Frozen Evolution. Or, that’s not the way it is, Mr. Darwin. A Farewell to Selfish Gene.

Darwin’s fundamental work “On the Origin of the Species by Means of Natural Selection” was concerned to a major degree with the aspect of anagenesis, i.e. changes in phenotype traits of organisms as a result of natural selection. However, it is apparent from his diaries and correspondence that Darwin attributed equal weight to another idea, which is discussed in the book only very briefly, i.e. the origin of new species during evolution by branching speciation (Gould 2002). Using modern terminology, we would say that Darwin assumed that disruptive selection acts constantly on populations and species, resulting in a trend towards a consistent increase in the number of biological species. Variability is constantly generated in each species, where the individuals at the most distant ends of the phenotype spectrum compete the least and are thus automatically at an advantage compared to variants located close to the centre of the phenotype spectrum. Thus, they leave more progeny and, once again, among this progeny, the most distant forms prosper best. It can be concluded from analysis of Darwin’s texts that he supposed that a similar mechanism could also be active at an interspecific level. The species with most distant phenotypes create the greatest number of daughter species; this will, of course, not lead to a greater number of species (greater diversity), but there will be greater phenotype differences amongst them (greater disparity) (Gould 2002).

            The mechanism proposed by Darwin, which assumed the action of intraspecific disruptive selection, seems to be erroneous from the modern point of view. The fact that species form sharply defined groups of similar individuals and the results of direct observations of the mortality of individuals in natural populations both indicate that normalizing selection tends to act on the population in nature with incomparably greater frequency and places individuals with extreme rather than central phenotype at a disadvantage. It is similarly apparent that this speciation mechanism could act only in species without sexual reproduction. In a sexually reproducing population, gene flow in the population would constantly blur the differences between the extreme phenotype variants.

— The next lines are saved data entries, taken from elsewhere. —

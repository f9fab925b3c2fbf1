//! Country name vocabularies loaded from translation message files.

use std::{fs, path::Path};

use anyhow::{Context, Result, bail};
use serde_json::{Map, Value};

/// Top-level key holding the country name translations.
pub const COUNTRIES_KEY: &str = "countries";

/// Translated country names keyed by canonical name.
///
/// Only key presence matters to reconciliation; values are kept as loaded.
#[derive(Debug, Clone, Default)]
pub struct Vocabulary {
    entries: Map<String, Value>,
}

impl Vocabulary {
    pub fn contains(&self, name: &str) -> bool {
        self.entries.contains_key(name)
    }

    pub fn len(&self) -> usize {
        self.entries.len()
    }

    pub fn is_empty(&self) -> bool {
        self.entries.is_empty()
    }
}

impl<K: Into<String>, V: Into<String>> FromIterator<(K, V)> for Vocabulary {
    fn from_iter<I: IntoIterator<Item = (K, V)>>(iter: I) -> Self {
        let entries = iter
            .into_iter()
            .map(|(name, display)| (name.into(), Value::String(display.into())))
            .collect::<Map<String, Value>>();
        Self { entries }
    }
}

/// Parse a message document and take its `countries` object.
///
/// A document without `countries` (or with a non-object value there) gives
/// an empty vocabulary. A document whose root is not an object is rejected.
pub fn parse_vocabulary(content: &str) -> Result<Vocabulary> {
    let json: Value = serde_json::from_str(content)?;

    let Value::Object(mut root) = json else {
        bail!("Root of message file must be an object");
    };

    let entries = match root.remove(COUNTRIES_KEY) {
        Some(Value::Object(map)) => map,
        _ => Map::new(),
    };

    Ok(Vocabulary { entries })
}

pub fn load_vocabulary(path: &Path) -> Result<Vocabulary> {
    let content = fs::read_to_string(path)
        .with_context(|| format!("Failed to read message file: {}", path.display()))?;

    parse_vocabulary(&content)
        .with_context(|| format!("Failed to parse message file: {}", path.display()))
}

Thus, a functioning model would also have to include the emergence of reproductive isolation barriers, functioning, for example, on the basis of positive assortative reproduction, i.e. preferential reproduction with individuals with similar phenotype. Modern models of ecological speciation include these mechanisms and simultaneously assume that several mutually opposing selection pressures, whose existence is connected primarily with the heterogeneity of the environment, act simultaneously on the population.

The situation is somewhat more favorable for the Darwin’s mechanism based on interspecific competition. To the very least, this mechanism could be equally valid for asexual and sexual species. It is quite possible that disruptive selection acting at the interspecific level could provide an advantage for species that utilize unusual niches and thus contribute to a gradual increase in the phenotype variability of organisms in nature, i.e. disparity, and also the total number of species that can coexist at a single moment in natural ecosystems, i.e. diversity in the narrow sense of the word.